I will begin this post with a confession. I don't always love what I do. Often I don't even like it.

Isn't writing for kids fun? Of course it is!
Didn't you always want to be a published author? Of course I did!

And yet there are those days. I don't need to tell you what they're like. When the work is going badly, I swear something is wrong with my email inbox. Nothing good chimes in. If the stretch is particularly bleak, I have been known to seek comfort by reading old fan mail.

But it's far more nourishing to open up a collection of essays written by someone like Philip Pullman. Daemon Voices:  Essays on Storytelling.

Blackberry gives the book her "seat" of approval.

"There is a joy too in responsibility itself––in the knowledge that what we're doing on earth, while we live, is being done to the best of our ability, and in the light of everything we know about what is good and true."

I found this quote in the essay entitled "Magic Carpet," taken from Philip Pullman's speech to the Society of Authors' Children's Writers and Illustrators in 2002. 

Why does it resonate with me? Because it links joy with responsibility.

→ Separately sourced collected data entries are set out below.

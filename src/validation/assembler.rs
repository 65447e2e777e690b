use serde_json::Value;
use tracing::debug;

use super::{Rule, RuleSet, RESOURCE_ID_PLACEHOLDER};
use crate::error::EngineError;
use crate::field::FieldCollection;
use crate::record::Record;
use crate::registry::Registry;
use crate::request::AdminRequest;
use crate::resource::Resource;
use crate::types::RequestContext;

/// Derives the rule set of one form context from the fields resolved for
/// that context.
///
/// Readonly and unfillable fields never contribute rules. Named rules have
/// `{{resourceId}}` replaced with the key of the record being edited, or
/// `NULL` when there is none.
pub struct RuleAssembler<'a> {
    resource: &'a Resource,
    registry: &'a Registry,
}

impl<'a> RuleAssembler<'a> {
    pub fn new(resource: &'a Resource, registry: &'a Registry) -> Self {
        Self { resource, registry }
    }

    pub fn rules_for_creation(&self, req: &AdminRequest) -> RuleSet {
        let fields = self.resource.creation_fields(req, self.registry);
        self.assemble(req, fields, RequestContext::Create, RuleSet::new())
    }

    pub fn rules_for_update(&self, req: &AdminRequest) -> RuleSet {
        let fields = self.resource.update_fields(req, self.registry);
        self.assemble(req, fields, RequestContext::Update, RuleSet::new())
    }

    /// Rules for attaching a `related_resource` record through
    /// `relationship`: the related key itself plus the pivot fields.
    pub fn rules_for_attachment(
        &self,
        req: &AdminRequest,
        related_resource: &str,
        relationship: &str,
    ) -> Result<RuleSet, EngineError> {
        let base = self.relatable_rules(req, relationship, RequestContext::Attach)?;
        let fields = self
            .resource
            .creation_pivot_fields(req, self.registry, related_resource)?;
        Ok(self.assemble(req, fields, RequestContext::Attach, base))
    }

    pub fn rules_for_attachment_update(
        &self,
        req: &AdminRequest,
        related_resource: &str,
        relationship: &str,
        related: &Record,
    ) -> Result<RuleSet, EngineError> {
        let base = self.relatable_rules(req, relationship, RequestContext::UpdateAttached)?;
        let fields = self
            .resource
            .update_pivot_fields(req, self.registry, related_resource, related)?;
        Ok(self.assemble(req, fields, RequestContext::UpdateAttached, base))
    }

    fn relatable_rules(
        &self,
        req: &AdminRequest,
        relationship: &str,
        context: RequestContext,
    ) -> Result<RuleSet, EngineError> {
        let field = self.resource.relatable_field(req, relationship)?;
        let Some(relation) = field.relation() else {
            return Err(EngineError::conflict(format!("{} is not a relationship", relationship)));
        };
        let related = self.registry.resolve(&relation.resource)?;

        let mut rules = vec![
            Rule::named("required"),
            Rule::named(format!("exists:{},{}", related.table(), related.primary_key())),
        ];
        rules.extend(field.rules_for(context));

        let mut set = RuleSet::new();
        set.insert(field.attribute.clone(), rules);
        Ok(set)
    }

    fn assemble(&self, req: &AdminRequest, fields: FieldCollection, context: RequestContext, mut set: RuleSet) -> RuleSet {
        let replacement = self.resource_id(req);
        let fields = fields.without_readonly(req).without_unfillable();

        for field in &fields {
            let rules = field.rules_for(context);
            if rules.is_empty() {
                continue;
            }
            set.entry(field.attribute.clone())
                .or_default()
                .extend(rules.iter().map(|r| r.substitute(RESOURCE_ID_PLACEHOLDER, &replacement)));
        }

        debug!(
            "Assembled {} rule(s) for {} {}",
            set.values().map(Vec::len).sum::<usize>(),
            self.resource.key(),
            context
        );
        set
    }

    fn resource_id(&self, req: &AdminRequest) -> String {
        let id = req.resource_id.as_ref().or_else(|| self.resource.id());
        match id {
            Some(Value::String(s)) => s.clone(),
            Some(Value::Null) | None => "NULL".to_string(),
            Some(other) => other.to_string(),
        }
    }
}

#[cfg(test)]
mod tests {
    use super::*;
    use crate::auth::Actor;
    use crate::field::{Field, FieldItem};
    use crate::resource::ResourceDefinition;
    use std::sync::Arc;

    struct Posts;

    impl ResourceDefinition for Posts {
        fn key(&self) -> &str {
            "posts"
        }

        fn fields(&self, _req: &AdminRequest) -> Vec<FieldItem> {
            vec![
                Field::id().into(),
                Field::text("Title", "title").rules(["required", "max:255"]).into(),
                Field::text("Slug", "slug")
                    .creation_rules(["unique:posts,slug"])
                    .update_rules(["unique:posts,slug,{{resourceId}}"])
                    .into(),
                Field::text("Locked", "locked").rules(["required"]).readonly().into(),
                Field::number("Views", "views").rules(["integer"]).unfillable().into(),
            ]
        }
    }

    fn resource() -> Resource {
        Resource::new(Arc::new(Posts))
    }

    #[test]
    fn creation_rules_skip_readonly_and_unfillable() {
        let registry = Registry::new();
        let resource = resource();
        let req = AdminRequest::new(Actor::guest(), "posts", RequestContext::Create);
        let rules = RuleAssembler::new(&resource, &registry).rules_for_creation(&req);

        assert_eq!(rules.keys().collect::<Vec<_>>(), vec!["slug", "title"]);
        assert_eq!(rules["slug"], vec![Rule::named("unique:posts,slug")]);
    }

    #[test]
    fn update_rules_substitute_the_record_key() {
        let registry = Registry::new();
        let resource = resource();
        let req = AdminRequest::new(Actor::guest(), "posts", RequestContext::Update).with_resource_id(7);
        let rules = RuleAssembler::new(&resource, &registry).rules_for_update(&req);
        assert_eq!(rules["slug"], vec![Rule::named("unique:posts,slug,7")]);
    }
}
//! Resource definitions and the per-request `Resource` wrapper.

pub mod fields;
pub mod pivot;

use serde_json::Value;
use std::sync::Arc;

use crate::action::Action;
use crate::auth::Ability;
use crate::config;
use crate::error::EngineError;
use crate::field::FieldItem;
use crate::filter::Filter;
use crate::lens::Lens;
use crate::query::{Condition, OrderInfo, Query, QueryError};
use crate::record::Record;
use crate::registry::Registry;
use crate::request::AdminRequest;
use crate::validation::ValidationErrors;

/// Storage type of the primary key; decides how search terms are compared
/// against it.
#[derive(Debug, Clone, Copy, PartialEq, Eq, Default)]
pub enum KeyType {
    #[default]
    Integer,
    BigInteger,
    String,
    Uuid,
}

/// Declaration of one kind of record.
///
/// The `fields_for_*` overrides model optional context-specific field lists:
/// `None` means "not provided" and resolution falls through to the next
/// candidate, ending at `fields`.
pub trait ResourceDefinition: Send + Sync {
    /// URI key, e.g. `posts`
    fn key(&self) -> &str;

    fn fields(&self, req: &AdminRequest) -> Vec<FieldItem>;

    fn table(&self) -> &str {
        self.key()
    }

    fn label(&self) -> String {
        title_case(self.key())
    }

    fn singular_label(&self) -> String {
        title_case(&crate::field::singular(self.key()))
    }

    fn primary_key(&self) -> &str {
        "id"
    }

    fn primary_key_type(&self) -> KeyType {
        KeyType::Integer
    }

    /// Attribute used as the display title of a record
    fn title_attribute(&self) -> &str {
        self.primary_key()
    }

    fn fields_for_inline_create(&self, _req: &AdminRequest) -> Option<Vec<FieldItem>> {
        None
    }

    fn fields_for_index(&self, _req: &AdminRequest) -> Option<Vec<FieldItem>> {
        None
    }

    fn fields_for_detail(&self, _req: &AdminRequest) -> Option<Vec<FieldItem>> {
        None
    }

    fn fields_for_create(&self, _req: &AdminRequest) -> Option<Vec<FieldItem>> {
        None
    }

    fn fields_for_update(&self, _req: &AdminRequest) -> Option<Vec<FieldItem>> {
        None
    }

    fn filters(&self, _req: &AdminRequest) -> Vec<Arc<dyn Filter>> {
        vec![]
    }

    fn lenses(&self, _req: &AdminRequest) -> Vec<Arc<dyn Lens>> {
        vec![]
    }

    fn actions(&self, _req: &AdminRequest) -> Vec<Arc<dyn Action>> {
        vec![]
    }

    /// Columns matched by free-text search
    fn search_columns(&self) -> Vec<String> {
        vec![self.primary_key().to_string()]
    }

    /// Search through the external index instead of column predicates
    fn uses_search_index(&self) -> bool {
        false
    }

    fn per_page_options(&self) -> Vec<u64> {
        config::config().pagination.per_page_options.clone()
    }

    fn per_page_via_relationship(&self) -> Vec<u64> {
        config::config().pagination.per_page_via_relationship.clone()
    }

    /// Ordering applied when the request does not sort
    fn default_order(&self) -> Vec<OrderInfo> {
        vec![OrderInfo::desc(self.primary_key())]
    }

    fn soft_deletes(&self) -> bool {
        false
    }

    fn soft_delete_column(&self) -> &str {
        "deleted_at"
    }

    /// Named default constraints, bypassed when listing through a
    /// relationship
    fn global_scopes(&self) -> Vec<(String, Condition)> {
        vec![]
    }

    /// Customize the index query before search, filters and ordering
    fn index_query(&self, _req: &AdminRequest, query: Query) -> Query {
        query
    }

    /// Cross-field checks run after the declarative rules
    fn after_validation(&self, _req: &AdminRequest, _errors: &mut ValidationErrors) {}

    /// Fresh query over the table: primary key, soft deletes and global
    /// scopes applied.
    fn base_query(&self) -> Result<Query, QueryError> {
        let mut query = Query::new(self.table())?.with_primary_key(self.primary_key())?;
        if self.soft_deletes() {
            query = query.soft_deletes(self.soft_delete_column());
        }
        for (name, condition) in self.global_scopes() {
            query = query.with_global_scope(name, condition);
        }
        Ok(query)
    }
}

/// A definition bound to zero or one record for the span of one request
#[derive(Clone)]
pub struct Resource {
    definition: Arc<dyn ResourceDefinition>,
    record: Record,
}

impl Resource {
    pub fn new(definition: Arc<dyn ResourceDefinition>) -> Self {
        Self {
            definition,
            record: Record::new(),
        }
    }

    pub fn for_record(definition: Arc<dyn ResourceDefinition>, record: Record) -> Self {
        Self { definition, record }
    }

    pub fn definition(&self) -> &Arc<dyn ResourceDefinition> {
        &self.definition
    }

    pub fn key(&self) -> &str {
        self.definition.key()
    }

    pub fn record(&self) -> &Record {
        &self.record
    }

    pub fn record_mut(&mut self) -> &mut Record {
        &mut self.record
    }

    pub fn into_record(self) -> Record {
        self.record
    }

    pub fn id(&self) -> Option<&Value> {
        self.record.key(self.definition.primary_key())
    }

    pub fn title(&self) -> Value {
        self.record.value(self.definition.title_attribute()).clone()
    }

    pub fn is_trashed(&self) -> bool {
        self.definition.soft_deletes() && self.record.is_trashed(self.definition.soft_delete_column())
    }

    pub fn authorized_to(&self, req: &AdminRequest, registry: &Registry, ability: &Ability) -> bool {
        let record = self.record.exists().then_some(&self.record);
        registry.gate().allows(&req.actor, self.key(), ability, record)
    }

    pub fn authorize_to(&self, req: &AdminRequest, registry: &Registry, ability: &Ability) -> Result<(), EngineError> {
        let record = self.record.exists().then_some(&self.record);
        registry.gate().authorize(&req.actor, self.key(), ability, record)
    }
}

impl std::fmt::Debug for Resource {
    fn fmt(&self, f: &mut std::fmt::Formatter<'_>) -> std::fmt::Result {
        f.debug_struct("Resource")
            .field("key", &self.key())
            .field("record", &self.record)
            .finish()
    }
}

pub(crate) fn title_case(key: &str) -> String {
    key.split(['_', '-'])
        .filter(|w| !w.is_empty())
        .map(|w| {
            let mut chars = w.chars();
            match chars.next() {
                Some(first) => first.to_uppercase().collect::<String>() + chars.as_str(),
                None => String::new(),
            }
        })
        .collect::<Vec<_>>()
        .join(" ")
}

#[cfg(test)]
mod tests {
    use super::*;

    #[test]
    fn labels_from_keys() {
        assert_eq!(title_case("blog_posts"), "Blog Posts");
        assert_eq!(title_case("users"), "Users");
    }
}
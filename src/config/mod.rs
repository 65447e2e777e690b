use once_cell::sync::Lazy;
use serde::{Deserialize, Serialize};
use std::env;
use std::str::FromStr;

/// Engine tunables. Resources are never configured here; they live in a
/// `Registry` value.
#[derive(Debug, Clone, Serialize, Deserialize)]
pub struct AppConfig {
    pub environment: Environment,
    pub pagination: PaginationConfig,
    pub search: SearchConfig,
    pub batch: BatchConfig,
    pub database: DatabaseConfig,
    pub security: SecurityConfig,
}

#[derive(Debug, Clone, Copy, PartialEq, Eq, Serialize, Deserialize)]
pub enum Environment {
    Development,
    Staging,
    Production,
}

impl Environment {
    fn from_env() -> Self {
        match env::var("APP_ENV").as_deref() {
            Ok("production") | Ok("prod") => Environment::Production,
            Ok("staging") | Ok("stage") => Environment::Staging,
            _ => Environment::Development,
        }
    }
}

#[derive(Debug, Clone, Serialize, Deserialize)]
pub struct PaginationConfig {
    /// Page sizes offered when a resource declares none of its own
    pub per_page_options: Vec<u64>,
    /// Page sizes offered when listing through a relationship
    pub per_page_via_relationship: Vec<u64>,
}

#[derive(Debug, Clone, Serialize, Deserialize)]
pub struct SearchConfig {
    /// Largest numeric search term compared against an integer primary key
    pub max_integer_key: i64,
}

#[derive(Debug, Clone, Serialize, Deserialize)]
pub struct BatchConfig {
    pub chunk_size: usize,
}

#[derive(Debug, Clone, Serialize, Deserialize)]
pub struct DatabaseConfig {
    pub url: Option<String>,
    pub max_connections: u32,
}

#[derive(Debug, Clone, Serialize, Deserialize)]
pub struct SecurityConfig {
    pub enable_audit_logging: bool,
}

impl AppConfig {
    pub fn from_env() -> Self {
        let mut config = Self::preset(Environment::from_env());

        if let Some(options) = env_list("PAGINATION_PER_PAGE_OPTIONS") {
            config.pagination.per_page_options = options;
        }
        if let Some(options) = env_list("PAGINATION_PER_PAGE_VIA_RELATIONSHIP") {
            config.pagination.per_page_via_relationship = options;
        }
        override_from_env("SEARCH_MAX_INTEGER_KEY", &mut config.search.max_integer_key);
        if let Some(size) = env_parse::<usize>("BATCH_CHUNK_SIZE").filter(|size| *size > 0) {
            config.batch.chunk_size = size;
        }
        if let Ok(url) = env::var("DATABASE_URL") {
            config.database.url = Some(url);
        }
        override_from_env("DATABASE_MAX_CONNECTIONS", &mut config.database.max_connections);
        override_from_env("SECURITY_ENABLE_AUDIT_LOGGING", &mut config.security.enable_audit_logging);

        config
    }

    /// Defaults per environment, before env overrides
    pub fn preset(environment: Environment) -> Self {
        let production_like = environment != Environment::Development;
        Self {
            environment,
            pagination: PaginationConfig {
                per_page_options: vec![25, 50, 100],
                per_page_via_relationship: vec![5],
            },
            search: SearchConfig {
                max_integer_key: i32::MAX as i64,
            },
            batch: BatchConfig {
                chunk_size: if environment == Environment::Production { 500 } else { 200 },
            },
            database: DatabaseConfig {
                url: None,
                max_connections: match environment {
                    Environment::Development => 5,
                    Environment::Staging => 20,
                    Environment::Production => 50,
                },
            },
            security: SecurityConfig {
                enable_audit_logging: production_like,
            },
        }
    }
}

fn env_parse<T: FromStr>(name: &str) -> Option<T> {
    env::var(name).ok().and_then(|v| v.trim().parse().ok())
}

/// Unparseable values leave the preset in place
fn override_from_env<T: FromStr>(name: &str, target: &mut T) {
    if let Some(value) = env_parse(name) {
        *target = value;
    }
}

fn env_list(name: &str) -> Option<Vec<u64>> {
    env::var(name).ok().and_then(|v| parse_u64_list(&v))
}

fn parse_u64_list(value: &str) -> Option<Vec<u64>> {
    let parsed: Vec<u64> = value
        .split(',')
        .filter_map(|s| s.trim().parse().ok())
        .filter(|n| *n > 0)
        .collect();
    if parsed.is_empty() {
        None
    } else {
        Some(parsed)
    }
}

pub static CONFIG: Lazy<AppConfig> = Lazy::new(AppConfig::from_env);

pub fn config() -> &'static AppConfig {
    &CONFIG
}

#[cfg(test)]
mod tests {
    use super::*;

    #[test]
    fn development_preset_keeps_audit_logging_off() {
        let config = AppConfig::preset(Environment::Development);
        assert_eq!(config.pagination.per_page_options, vec![25, 50, 100]);
        assert_eq!(config.pagination.per_page_via_relationship, vec![5]);
        assert_eq!(config.search.max_integer_key, 2147483647);
        assert_eq!(config.batch.chunk_size, 200);
        assert!(!config.security.enable_audit_logging);
    }

    #[test]
    fn production_preset_uses_larger_chunks() {
        let config = AppConfig::preset(Environment::Production);
        assert_eq!(config.batch.chunk_size, 500);
        assert_eq!(config.database.max_connections, 50);
        assert!(config.security.enable_audit_logging);
    }

    #[test]
    fn page_size_lists_skip_garbage_and_zero() {
        assert_eq!(parse_u64_list("10, 20,x,0"), Some(vec![10, 20]));
        assert_eq!(parse_u64_list("nope"), None);
    }
}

They are such an unlikely pair that if we met them as a couple, we'd be certain they'd never make it past the first date. 

It's easy to understand our responsibility. Our books whisper in children's ears. Our words, even though they are fiction, are taken to be truer than truth. Later in the same paragraph, Pullman says: "To bear the responsibility of giving delight and hurting not is one of the greatest privilege a human being can have." 

So this is our challenge. But is it joy? 

Yes, when my work is going well and I feel that I am living up to my potential, and doing what I am meant to be doing, and that it matters what I do. There is joy when an idea fits sweetly in the plot and the character comes through her struggles. 

And I do too.



Comments

  1. That really is such a great concept--linking joy and responsibility.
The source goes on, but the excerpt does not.